Effects of the invention By reducing the power output in a stable state and reducing the power output of the optical fiber cable, fluctuations in the power output caused by the instability of the optical output of the conventional high power equipment itself can be avoided. It is possible to obtain stable low power output.

Because it has a stable low power output, it can also be used with minute power settings, allowing the user to obtain the power they desire.

By using the optical fiber cable 22 having a connector 3 with a built-in shielding plate 7 of the present invention, it can be easily connected to a laser irradiation device for a mirror-articulated light guide, and it can be easily connected to a laser irradiation device for a mirror-articulated light guide. It can be used in a wide range of applications using optical fibers, such as surgeries that require Of course, it can also be used with high-power optical fiber type equipment that uses optical fibers from the beginning.

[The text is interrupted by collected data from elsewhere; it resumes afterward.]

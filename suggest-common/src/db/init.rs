//! Database initialization
//!
//! Opens (creating if needed) the corpus database and makes sure every table
//! the training pipeline touches exists. All steps are idempotent.

use crate::Result;
use sqlx::{sqlite::SqlitePoolOptions, SqlitePool};
use std::path::Path;
use tracing::info;

/// Open or create the database file and create tables if needed
pub async fn init_database(db_path: &Path) -> Result<SqlitePool> {
    let newly_created = !db_path.exists();

    // Create parent directory if it doesn't exist
    if let Some(parent) = db_path.parent() {
        if !parent.as_os_str().is_empty() {
            std::fs::create_dir_all(parent)?;
        }
    }

    let db_url = format!("sqlite://{}?mode=rwc", db_path.display());
    let pool = SqlitePoolOptions::new()
        .max_connections(8)
        .min_connections(1)
        .connect(&db_url)
        .await?;

    if newly_created {
        info!("Initialized new database: {}", db_path.display());
    } else {
        info!("Opened existing database: {}", db_path.display());
    }

    // WAL lets the builders read while the fingerprint calculator writes
    sqlx::query("PRAGMA journal_mode = WAL")
        .execute(&pool)
        .await?;

    sqlx::query("PRAGMA busy_timeout = 5000")
        .execute(&pool)
        .await?;

    create_schema(&pool).await?;

    Ok(pool)
}

/// Single-connection in-memory database (each connection would otherwise
/// see its own empty database)
pub async fn init_memory_database() -> Result<SqlitePool> {
    let pool = SqlitePoolOptions::new()
        .max_connections(1)
        .connect("sqlite::memory:")
        .await?;
    create_schema(&pool).await?;
    Ok(pool)
}

/// Create all tables (idempotent)
pub async fn create_schema(pool: &SqlitePool) -> Result<()> {
    create_records_table(pool).await?;
    create_annotations_table(pool).await?;
    create_annotation_targets_table(pool).await?;
    create_text_blocks_table(pool).await?;
    create_watermarks_table(pool).await?;
    create_models_table(pool).await?;
    Ok(())
}

/// Records with their free text and (once computed) text fingerprint
pub async fn create_records_table(pool: &SqlitePool) -> Result<()> {
    sqlx::query(
        r#"
        CREATE TABLE IF NOT EXISTS records (
            record_id INTEGER PRIMARY KEY,
            text TEXT NOT NULL DEFAULT '',
            curated INTEGER NOT NULL DEFAULT 1,
            fingerprint TEXT,
            updated_at TEXT NOT NULL DEFAULT CURRENT_TIMESTAMP
        )
        "#,
    )
    .execute(pool)
    .await?;

    sqlx::query(
        r#"
        CREATE INDEX IF NOT EXISTS idx_records_missing_fingerprint
        ON records(record_id) WHERE fingerprint IS NULL
        "#,
    )
    .execute(pool)
    .await?;

    Ok(())
}

/// Direct annotations applied to records
pub async fn create_annotations_table(pool: &SqlitePool) -> Result<()> {
    sqlx::query(
        r#"
        CREATE TABLE IF NOT EXISTS annotations (
            record_id INTEGER NOT NULL REFERENCES records(record_id) ON DELETE CASCADE,
            ordinal INTEGER NOT NULL,
            prop_uri TEXT NOT NULL,
            value_uri TEXT NOT NULL,
            group_path TEXT NOT NULL DEFAULT '[]',
            PRIMARY KEY (record_id, ordinal)
        )
        "#,
    )
    .execute(pool)
    .await?;
    Ok(())
}

/// (property, value) → target id; grows monotonically
pub async fn create_annotation_targets_table(pool: &SqlitePool) -> Result<()> {
    sqlx::query(
        r#"
        CREATE TABLE IF NOT EXISTS annotation_targets (
            target_id INTEGER PRIMARY KEY AUTOINCREMENT,
            prop_uri TEXT NOT NULL,
            value_uri TEXT NOT NULL,
            UNIQUE (prop_uri, value_uri)
        )
        "#,
    )
    .execute(pool)
    .await?;
    Ok(())
}

/// Text block → id; grows monotonically
pub async fn create_text_blocks_table(pool: &SqlitePool) -> Result<()> {
    sqlx::query(
        r#"
        CREATE TABLE IF NOT EXISTS text_blocks (
            block_id INTEGER PRIMARY KEY AUTOINCREMENT,
            block TEXT NOT NULL UNIQUE
        )
        "#,
    )
    .execute(pool)
    .await?;
    Ok(())
}

/// Per-family watermark counters
pub async fn create_watermarks_table(pool: &SqlitePool) -> Result<()> {
    sqlx::query(
        r#"
        CREATE TABLE IF NOT EXISTS watermarks (
            family TEXT PRIMARY KEY,
            value INTEGER NOT NULL DEFAULT 0
        )
        "#,
    )
    .execute(pool)
    .await?;
    Ok(())
}

/// One model (or blank sentinel) per (family, target)
pub async fn create_models_table(pool: &SqlitePool) -> Result<()> {
    sqlx::query(
        r#"
        CREATE TABLE IF NOT EXISTS models (
            family TEXT NOT NULL,
            target_id INTEGER NOT NULL,
            watermark INTEGER NOT NULL,
            is_blank INTEGER NOT NULL DEFAULT 0,
            is_explicit INTEGER NOT NULL DEFAULT 0,
            fingerprints TEXT NOT NULL DEFAULT '[]',
            contributions TEXT NOT NULL DEFAULT '[]',
            calibration_low REAL NOT NULL DEFAULT 0,
            calibration_high REAL NOT NULL DEFAULT 0,
            roc_auc REAL NOT NULL DEFAULT 0,
            built_at TEXT NOT NULL,
            PRIMARY KEY (family, target_id)
        )
        "#,
    )
    .execute(pool)
    .await?;
    Ok(())
}
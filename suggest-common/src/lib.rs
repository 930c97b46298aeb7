//! # Suggestion Common Library
//!
//! Shared code for the annotation suggestion pipeline including:
//! - Record, target and model types
//! - The Laplace-smoothed Naive Bayes statistics engine
//! - The corpus persistence contract with in-memory and SQLite stores
//! - The ontology contract and a JSON-loadable schema tree
//! - Configuration loading

pub mod bayes;
pub mod config;
pub mod db;
pub mod error;
pub mod model;
pub mod ontology;
pub mod store;

pub use bayes::{BayesianModel, NaiveBayesian};
pub use error::{Error, Result};
pub use model::{Annotation, Model, ModelFamily, Record, TargetId, TargetTable};
pub use ontology::{Ontology, OntologyTree};
pub use store::{CorpusStore, MemoryStore};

[BRIEF DESCRIPTION OF THE DRAWINGS] FIG. 3 is a cross-sectional view of A, a side view taken in the direction of arrow B, and FIG. 4 is an external view showing a laser irradiation device and an optical fiber cable. 1... Distribution mirror, 5... Condensing lens, 7... Shielding plate, 9... Prism, 2
2...Optical fiber cable. Figure 3! 4 Figure 4

Claims (1)

[Claims] an optical fiber that guides the laser beam; a guide light fiber that specifies the position of the laser beam emitted from the optical fiber; splitting means for splitting the incoming guide light and guiding it to the optical fiber and the entrance port of the guide light fiber; and an optical means for condensing the split laser light and making it enter the optical fiber; An optical fiber cable comprising a shielding means that can be opened and closed and is provided between the optical means and the optical fiber.